Un rapport de Tata Mutual Fund souligne que cette réforme est plus qu'un mélange de taux – c'est un changement structurel vers l'efficacité, la transparence et la prévisibilité. Aujourd'hui, les entreprises se débattent avec plusieurs dalles qui alimentent les litiges et les charges de conformité. Dans le cadre de la structure proposée, les éléments essentiels seraient taxés à 5%, la plupart des autres biens et services à 18%, presque tous les articles de la support de 12% passant à 5% et 90% des 28% d'articles de dalle glissant à 18%.
L'un des changements les plus significatifs socialement est la réduction proposée de la TPS sur les primes d'assurance. L'assurance-vie et la santé, actuellement imposée à 18%, pourrait chuter à 5% – ou même zéro dans certains cas. Cette décision rendrait les politiques plus abordables, encouragerait une adoption plus large et approfondirait la pénétration dans un pays où la couverture d'assurance reste inadéquate. Pour les assureurs, il promet l'accès à une clientèle plus large et à une croissance à long terme plus forte.
Pour les ménages, la TPS 2.0 se traduit par des éléments essentiels moins chers, des aliments transformés et des services, augmentant le revenu disponible et la consommation. Pour les entreprises, cela signifie moins d'ambiguïtés, une conformité plus facile et des flux de crédit d'impôt pour les intrants plus lisses.
Impact sectoriel
Les avantages devraient s'effondrer entre les industries. Les sociétés FMCG, par exemple, gagneront du passage des aliments transformés de 12% à 5%, améliorant l'abordabilité et la demande. Les consommateurs durables et l'électronique, actuellement taxés à 28%, chuteraient à 18%, ce qui rend les produits tels que les réfrigérateurs, les téléviseurs et les climatiseurs plus accessibles, surtout avant la demande festive.

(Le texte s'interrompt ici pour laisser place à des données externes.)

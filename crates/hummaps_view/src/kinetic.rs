//! Inertial pan after a fling.
//!
//! The offset eases out exponentially towards `start + amplitude * velocity`.

use web_time::{Duration, Instant};

use crate::config::ViewerConfig;
use crate::geometry::Point;

/// Generation id of one kinetic animation. Frames carrying an older token are
/// ignored.
#[derive(Debug, Clone, Copy, PartialEq, Eq, Hash)]
pub struct AnimationToken(u64);

/// Result of advancing the animation by one frame.
#[derive(Debug, Clone, Copy, PartialEq)]
pub enum KineticStep {
    /// Token was superseded or cancelled; do nothing.
    Stale,
    /// Move to this offset and request another frame.
    Continue(Point),
    /// Move to this offset; the animation is over.
    Finished(Point),
}

#[derive(Debug, Clone, Copy)]
struct Flight {
    token: AnimationToken,
    start_offset: Point,
    final_delta: Point,
    started: Instant,
}

/// Glides the image after a fling, decaying exponentially toward
/// `velocity * amplitude`. At most one flight runs; starting a new one
/// makes the old token stale.
#[derive(Debug, Clone)]
pub struct KineticAnimator {
    amplitude: f64,
    time_constant: Duration,
    stop_distance: f64,
    generation: u64,
    flight: Option<Flight>,
}

impl KineticAnimator {
    pub fn new(config: &ViewerConfig) -> Self {
        Self {
            amplitude: config.kinetic_amplitude,
            time_constant: config.kinetic_time_constant(),
            stop_distance: config.kinetic_stop_distance,
            generation: 0,
            flight: None,
        }
    }

    pub fn is_active(&self) -> bool {
        self.flight.is_some()
    }

    /// Total distance the running animation will travel.
    pub fn final_delta(&self) -> Option<Point> {
        self.flight.map(|f| f.final_delta)
    }

    /// Start a new animation, superseding any running one.
    pub fn start(&mut self, start_offset: Point, velocity: Point, now: Instant) -> AnimationToken {
        self.generation += 1;
        let token = AnimationToken(self.generation);
        let final_delta = velocity * self.amplitude;
        log::debug!(
            "Kinetic pan {:?} towards delta ({:.1}, {:.1})",
            token,
            final_delta.x,
            final_delta.y
        );
        self.flight = Some(Flight {
            token,
            start_offset,
            final_delta,
            started: now,
        });
        token
    }

    /// Advance to `now`.
    pub fn tick(&mut self, token: AnimationToken, now: Instant) -> KineticStep {
        let Some(flight) = self.flight.filter(|f| f.token == token) else {
            return KineticStep::Stale;
        };

        let elapsed = now.saturating_duration_since(flight.started).as_secs_f64();
        let decay = 1.0 - (-elapsed / self.time_constant.as_secs_f64()).exp();
        let delta = (flight.final_delta * decay).round();
        let offset = flight.start_offset + delta;

        if (flight.final_delta - delta).max_abs() > self.stop_distance {
            KineticStep::Continue(offset)
        } else {
            self.flight = None;
            KineticStep::Finished(offset)
        }
    }

    /// Stop the running animation. Its pending frame will come back `Stale`.
    pub fn cancel(&mut self) {
        if let Some(flight) = self.flight.take() {
            log::trace!("Kinetic pan {:?} cancelled", flight.token);
        }
    }
}

#[cfg(test)]
mod tests {
    use super::*;

    fn animator() -> KineticAnimator {
        KineticAnimator::new(&ViewerConfig::default())
    }

    #[test]
    fn test_final_delta_scales_velocity() {
        let mut k = animator();
        k.start(Point::zero(), Point::new(0.5, -0.2), Instant::now());
        assert_eq!(k.final_delta(), Some(Point::new(125.0, -50.0)));
    }

    #[test]
    fn test_first_frame_moves_partway() {
        let mut k = animator();
        let t0 = Instant::now();
        let token = k.start(Point::new(-100.0, 0.0), Point::new(0.5, 0.0), t0);

        // One time constant: 1 - 1/e of the way
        match k.tick(token, t0 + Duration::from_millis(125)) {
            KineticStep::Continue(p) => {
                assert_eq!(p.x, -100.0 + 79.0);
                assert_eq!(p.y, 0.0);
            }
            other => panic!("expected continue, got {other:?}"),
        }
    }

    #[test]
    fn test_converges_in_finite_frames() {
        let mut k = animator();
        let t0 = Instant::now();
        let token = k.start(Point::zero(), Point::new(0.5, 0.0), t0);

        let mut frames = 0;
        let end = loop {
            frames += 1;
            assert!(frames < 200, "animation did not stop");
            match k.tick(token, t0 + Duration::from_millis(16 * frames)) {
                KineticStep::Continue(_) => {}
                KineticStep::Finished(p) => break p,
                KineticStep::Stale => panic!("token went stale"),
            }
        };

        assert!((125.0 - end.x).abs() <= 4.0);
        assert!(!k.is_active());
        assert_eq!(k.tick(token, t0 + Duration::from_secs(5)), KineticStep::Stale);
    }

    #[test]
    fn test_new_start_makes_old_token_stale() {
        let mut k = animator();
        let t0 = Instant::now();
        let first = k.start(Point::zero(), Point::new(1.0, 0.0), t0);
        let second = k.start(Point::zero(), Point::new(-1.0, 0.0), t0);

        assert_ne!(first, second);
        assert_eq!(k.tick(first, t0 + Duration::from_millis(16)), KineticStep::Stale);
        assert!(matches!(
            k.tick(second, t0 + Duration::from_millis(16)),
            KineticStep::Continue(_)
        ));
    }

    #[test]
    fn test_cancel() {
        let mut k = animator();
        let t0 = Instant::now();
        let token = k.start(Point::zero(), Point::new(1.0, 1.0), t0);
        k.cancel();
        assert!(!k.is_active());
        assert_eq!(k.tick(token, t0 + Duration::from_millis(16)), KineticStep::Stale);
    }

    #[test]
    fn test_tiny_fling_finishes_at_once() {
        let mut k = animator();
        let t0 = Instant::now();
        let token = k.start(Point::new(5.0, 5.0), Point::new(0.01, 0.0), t0);
        assert!(matches!(
            k.tick(token, t0 + Duration::from_millis(16)),
            KineticStep::Finished(_)
        ));
    }
}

Le secteur automobile pouvait voir un renouveau, avec la TPS sur les petites voitures, les deux-roues et les véhicules commerciaux qui devraient passer de 28% plus efficaces à 18%. Cette réduction améliorerait l'abordabilité pour les acheteurs de la classe moyenne et stimulerait la demande dans les industries automobiles et auxiliaires.
Le ciment et les matériaux de construction, clé des infrastructures et du logement, peuvent également passer à 18%, réduisant les coûts des intrants. Cela pourrait rendre le logement plus abordable tout en soutenant la poussée des infrastructures du gouvernement.
Alors que le pétrole, l'électricité et l'alcool sont peu susceptibles d'être inclus dans ce tour, la poussée de la simplification de la TPS est claire: moins de distorsions, une plus grande efficacité et un cycle de consommation plus fort.
Alors que le Conseil de la TPS se prépare à finaliser les détails, la TPS 2.0 se présente comme plus qu'une réforme fiscale – c'est un catalyseur pour permettre aux ménages, stimuler les industries et aiguiser la trajectoire de croissance de l'Inde.